The Health Care Myth: Lies and Empty Political Promises

Under a socialized healthcare system, subjective value judgments are a necessary part of evaluating whose condition or state of health deserve priority and hence treatment. This is an unavoidable consequence of the law of scarcity and excess demand: You make something “free,” and reactionary people tend to over consume it while the supply diminishes. Subsequently, the government must ration care and medicine via something that Sen. Ted Cruz and others called “death panels,” which is a very familiar concept to UK citizens who are trapped in that country’s National Health Service.

Measuring good quality of life is one of the main problems in making such evaluations. As an example, is a blind person more worthy of a heart surgery than a person who sees perfectly but has ovarian cancer? This creates an additional problem in preventive treatment: If quality of life is measured on an ad hoc basis, an ailment that leads to poor quality of life later on should be treated immediately. Not treating it would diminish one’s comparative value against others in the future.

Circling back to my family’s experience in Finland, even with extremely high payroll taxes deducted from our paychecks, our family came to learn firsthand how “free” was far from it. When government makes healthcare “free,” not only would you pay for all of it through higher taxes, but also with something far more valuable than money. And something that none of us can ever regain: Time.

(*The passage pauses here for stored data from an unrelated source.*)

pub mod constraint;
pub mod constraints;
pub mod engine;
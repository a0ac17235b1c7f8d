use clap::Parser;
use rand::SeedableRng;
use rand_chacha::ChaCha8Rng;
use serde::Serialize;

use quaero::{
    problems::maze::{Maze, MazeLocation},
    search::{
        engine::{astar_with_stats, bfs_with_stats, dfs_with_stats},
        heuristics::manhattan_distance,
        node::node_to_path,
        stats::{render_comparison_table, SearchStats},
    },
};

#[derive(Parser, Debug)]
#[command(author, version, about, long_about = None)]
struct Args {
    #[arg(long, default_value_t = 10)]
    rows: usize,

    #[arg(long, default_value_t = 10)]
    cols: usize,

    /// Probability that any given cell is blocked.
    #[arg(long, default_value_t = 0.2)]
    sparseness: f64,

    #[arg(long, default_value_t = 0)]
    seed: u64,

    /// Emit results as JSON instead of rendered mazes.
    #[arg(long, default_value_t = false)]
    json: bool,
}

#[derive(Debug, Serialize)]
struct RunReport {
    algorithm: &'static str,
    path: Option<Vec<MazeLocation>>,
    stats: SearchStats,
}

fn main() {
    tracing_subscriber::fmt::init();
    let args = Args::parse();

    let start = MazeLocation::new(0, 0);
    let goal = MazeLocation::new(args.rows - 1, args.cols - 1);
    let mut rng = ChaCha8Rng::seed_from_u64(args.seed);
    let maze = Maze::random(args.rows, args.cols, args.sparseness, start, goal, &mut rng);

    let (dfs_node, dfs_stats) =
        dfs_with_stats(start, |l| maze.goal_reached(l), |l| maze.successors(l));
    let (bfs_node, bfs_stats) =
        bfs_with_stats(start, |l| maze.goal_reached(l), |l| maze.successors(l));
    let (astar_node, astar_stats) = astar_with_stats(
        start,
        |l| maze.goal_reached(l),
        |l| maze.successors(l),
        manhattan_distance(&goal),
    );

    let runs = [
        ("DFS", dfs_node, dfs_stats),
        ("BFS", bfs_node, bfs_stats),
        ("A*", astar_node, astar_stats),
    ];

    if args.json {
        let reports: Vec<RunReport> = runs
            .iter()
            .map(|(name, node, stats)| RunReport {
                algorithm: *name,
                path: node.as_ref().map(|n| node_to_path(n)),
                stats: stats.clone(),
            })
            .collect();
        println!(
            "{}",
            serde_json::to_string_pretty(&reports).expect("reports serialize")
        );
        return;
    }

    for (name, node, _) in &runs {
        println!("\n{} on a {}x{} maze:", name, args.rows, args.cols);
        match node {
            Some(node) => {
                let mut marked = maze.clone();
                marked.mark_path(&node_to_path(node));
                println!("{}", marked);
            }
            None => println!("no path from {:?} to {:?}", start, goal),
        }
    }

    let rows: Vec<_> = runs
        .iter()
        .map(|(name, node, stats)| {
            (
                *name,
                stats,
                node.as_ref().map(|n| node_to_path(n).len()),
            )
        })
        .collect();
    println!("{}", render_comparison_table(&rows));
}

The True Cost of Health Care

With the cultural, political, economic and philosophical direction of the progressives in America, the US will sadly become a copy of a European-style system. It will have universal dependency augmented by bureaucrats whose main concern is anything but saving time or taxpayer money. That being said, I beg of Americans to think deeply about the ramification of these so-called noble government programs, which promise Heaven on Earth. More often than not, these blatant lies deliver unhealthy dose of taxes, long waiting times, and most importantly, deadly rationing via government death panels.